Entrepreneur Lists Gains of Local Contents Policy
3 min read
One of the best things to have happened to indigenous companies and Nigerian entrepreneurs is the enactment of the law on local contents, resulting in the birth of the Nigerian Contents Development Management Board, NCDMB, says the chairman of Lee Engineering and Construction Company, Chief Leemon Ikpea.
He said this when the Executive Secretary of the NCDMB, Felix Omatsola Ogbe, led a team from the Board on a visit to his firm. According to him, “foreign companies cannot transfer technology to us.
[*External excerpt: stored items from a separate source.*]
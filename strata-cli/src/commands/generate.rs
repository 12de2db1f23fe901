//! `strata generate` - write a sample changelog.

use strata_changelog::sample_changelog_yaml;

use crate::cli::GenerateArgs;
use crate::error::{CliError, CliResult};
use crate::output;

/// Run the generate command
pub async fn run(args: GenerateArgs) -> CliResult<()> {
    if args.filename.exists() && !args.force {
        return Err(CliError::Command(format!(
            "'{}' already exists (use --force to overwrite)",
            args.filename.display()
        )));
    }

    tokio::fs::write(&args.filename, sample_changelog_yaml()).await?;

    output::success(&format!(
        "Generated sample changelog: {}",
        args.filename.display()
    ));
    output::list_item("Edit it, then apply with `strata update <changelog>`");
    Ok(())
}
It is only indigenous companies that can and have demonstrated such potential through intensive capacity building programmes, acquisition and deployment of hi-tech operational equipment and actual execution of projects.
He drew attention to the company’s feats in industrial equipment manufacture, the over 350 projects executed by Lee Engineering thus far, -including the Utorogu Gas Plant and the 150,000-barrel-per day Odidi Flow Station, and a workforce of 3,500 Nigerians to buttress his claim regarding the remarkable success achieved by indigenous companies. “This is a sign that local content is working,” he noted.
Recalling the state of the oil and gas industry in Nigeria in the early 1990s, Ikpea noted that the dominance of foreign companies and production inputs and the attendant massive capital flight, was exceedingly disturbing and ruinous to the Nigerian economy and that Nigerian engineers in the sector like him became agitated and initiated the push for local content.
According to him, the enactment of the Nigerian Oil and Gas Industry Content Development (NOGICD] Act, 2010, marked a turning point for the industry and the nation as indigenous oil and gas companies were thus enabled to vie for and execute projects.
An excited Ogbe who spoke at facility tour of the 10,000 square metre fabrication yard of the company in Warri, Delta State assured Nigerian oil and gas service companies of continued support to sustain the impressive growth in local content and to boost their production operations.
Saying that he was impressed by what indigenous companies were doing in the country, Ogbe recalled similar visits he had made to other service companies across the country, saying he was impressed with facilities and the competencies acquired in the pursuit of local content development.
Amazed at the assortment of top-grade engineering equipment and industrial machinery parts in the expansive operational base of the company along N.P.A. Expressway, he exclaimed, “Seeing is believing, I’ve come, have seen!” Commenting further, he said, “Am so impressed with your facilities.”
He congratulated the company on its 34 years of active engagement in engineering, construction, operations, and maintenance (EPCOM) services with major oil and gas industry players, noting that the company had successfully undertaken over 350 major projects in the industry and with an excellent record of “zero incident, zero downtime” in its decades of operations.
“I will collaborate with your company and ensure that jobs you can do will come here. We are here as enablers to business and I will work with any company that can increase production in the country,” while also expressing interest in the company’s solar technology, which he said would be required to provide electricity to ICT [Information and Communication Technology] Centres established by the NCDMB in several secondary schools across the Niger Delta and other parts of the country.